Artigo de José Eli da Veiga originalmente publicado em sua coluna no jornal Valor Econômico em 21 de junho de 2024.

José Eli da Veiga**

Sob prisma da matemática, a teoria da complexidade
ofereceria excelente alicerce para novas teorias científicas

 

ComplexidadeSe sim, é bem provável que quisesse se referir a algo complicadíssimo, como programar software ou realizar cirurgia cardíaca. Mas são tarefas que viram quase brincadeira para alguém bem treinado para dominá-las.
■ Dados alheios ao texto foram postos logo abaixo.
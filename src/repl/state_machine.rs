//! Multi-line input handling for the REPL.
//!
//! Submitted lines are buffered until the lexer sees balanced parentheses and
//! no open string literal; the whole buffer is then evaluated as one program.

use crate::sexpr::{Lexer, Spanned, Token};

#[derive(Debug, Clone, PartialEq, Eq)]
pub enum ReplState {
    Ready,
    /// Some lines were entered but the program is not complete yet
    Continuation { buffer: String },
    Evaluating { input: String },
    DisplayingResults,
    /// The buffered input can never parse; cleared on the next event
    Error { message: String },
}

#[derive(Debug, Clone)]
pub enum ReplEvent {
    LineSubmitted(String),
    /// Ctrl-C: drop whatever is buffered
    Interrupted,
    /// Formatted result lines of a finished evaluation
    EvaluationComplete(Vec<String>),
    EvaluationFailed(String),
    ResultsDisplayed,
}

#[derive(Debug)]
pub enum StateTransition {
    NoChange,
    Transition(ReplState),
}

/// Result of lexing the buffered input
#[derive(Debug, Clone, PartialEq, Eq)]
pub enum CompletenessStatus {
    Complete,
    Incomplete {
        missing_close_parens: usize,
        unclosed_string: bool,
    },
    Invalid { reason: String },
}

pub struct ReplStateMachine {
    state: ReplState,
    prompt: String,
    continuation_prompt: String,
}

impl ReplStateMachine {
    pub fn new() -> Self {
        Self {
            state: ReplState::Ready,
            prompt: "metta> ".to_string(),
            continuation_prompt: "...> ".to_string(),
        }
    }

    pub fn state(&self) -> &ReplState {
        &self.state
    }

    pub fn prompt(&self) -> &str {
        match self.state {
            ReplState::Continuation { .. } => &self.continuation_prompt,
            _ => &self.prompt,
        }
    }

    pub fn process_event(&mut self, event: ReplEvent) -> StateTransition {
        match (&self.state, event) {
            (ReplState::Ready, ReplEvent::LineSubmitted(line)) => self.accept(line),
            (ReplState::Continuation { buffer }, ReplEvent::LineSubmitted(line)) => {
                let joined = format!("{}\n{}", buffer, line);
                self.accept(joined)
            }
            (_, ReplEvent::Interrupted) => self.enter(ReplState::Ready),
            (ReplState::Evaluating { .. }, ReplEvent::EvaluationComplete(_)) => {
                self.enter(ReplState::DisplayingResults)
            }
            (ReplState::Evaluating { .. }, ReplEvent::EvaluationFailed(message)) => {
                self.enter(ReplState::Error { message })
            }
            (ReplState::DisplayingResults, ReplEvent::ResultsDisplayed)
            | (ReplState::Error { .. }, _) => self.enter(ReplState::Ready),
            _ => StateTransition::NoChange,
        }
    }

    fn enter(&mut self, state: ReplState) -> StateTransition {
        self.state = state.clone();
        StateTransition::Transition(state)
    }

    fn accept(&mut self, input: String) -> StateTransition {
        if input.trim().is_empty() {
            self.state = ReplState::Ready;
            return StateTransition::NoChange;
        }
        match Self::check_completeness(&input) {
            CompletenessStatus::Complete => self.enter(ReplState::Evaluating { input }),
            CompletenessStatus::Incomplete { .. } => self.enter(ReplState::Continuation { buffer: input }),
            CompletenessStatus::Invalid { reason } => self.enter(ReplState::Error { message: reason }),
        }
    }

    /// Lex `input` and decide whether more lines could complete it.
    ///
    /// Lexical errors other than an open string are reported as `Complete` so
    /// the parser can report them with their position.
    pub fn check_completeness(input: &str) -> CompletenessStatus {
        let mut lexer = Lexer::new(input);
        let mut depth = 0usize;
        loop {
            match lexer.next_token() {
                Ok(Spanned { token: Token::Eof, .. }) => break,
                Ok(Spanned { token: Token::LParen, .. }) => depth += 1,
                Ok(Spanned {
                    token: Token::RParen,
                    line,
                    column,
                }) => {
                    if depth == 0 {
                        return CompletenessStatus::Invalid {
                            reason: format!("Unexpected ')' at {}:{}", line, column),
                        };
                    }
                    depth -= 1;
                }
                Ok(_) => {}
                Err(e) if e.is_unterminated_string() => {
                    return CompletenessStatus::Incomplete {
                        missing_close_parens: depth,
                        unclosed_string: true,
                    }
                }
                Err(_) => return CompletenessStatus::Complete,
            }
        }

        if depth > 0 {
            CompletenessStatus::Incomplete {
                missing_close_parens: depth,
                unclosed_string: false,
            }
        } else {
            CompletenessStatus::Complete
        }
    }
}

impl Default for ReplStateMachine {
    fn default() -> Self {
        Self::new()
    }
}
Ao inverso, não há aprendizado por repetições que permita dar conta dos enigmáticos “fenômenos complexos”. Por serem adaptativos – via evolução ou aprendizado – tendem a adquirir feições excessivamente contraintuitivas.

Você é muito mais do que o aglomerado das células de seu corpo e elas muito mais que o amontoado de suas moléculas. Mesmo quando comporta subjacentes simplicidades, o complexo é inesperado, pois são imprevisíveis os desenlaces de suas entranhas.

O que mais distancia o complexo do complicado é uma dupla de ações demasiadamente arredia à compreensão. Ela é formada pelo que foi batizado, há muito, de ‘auto-organização’ e de ‘emergência’.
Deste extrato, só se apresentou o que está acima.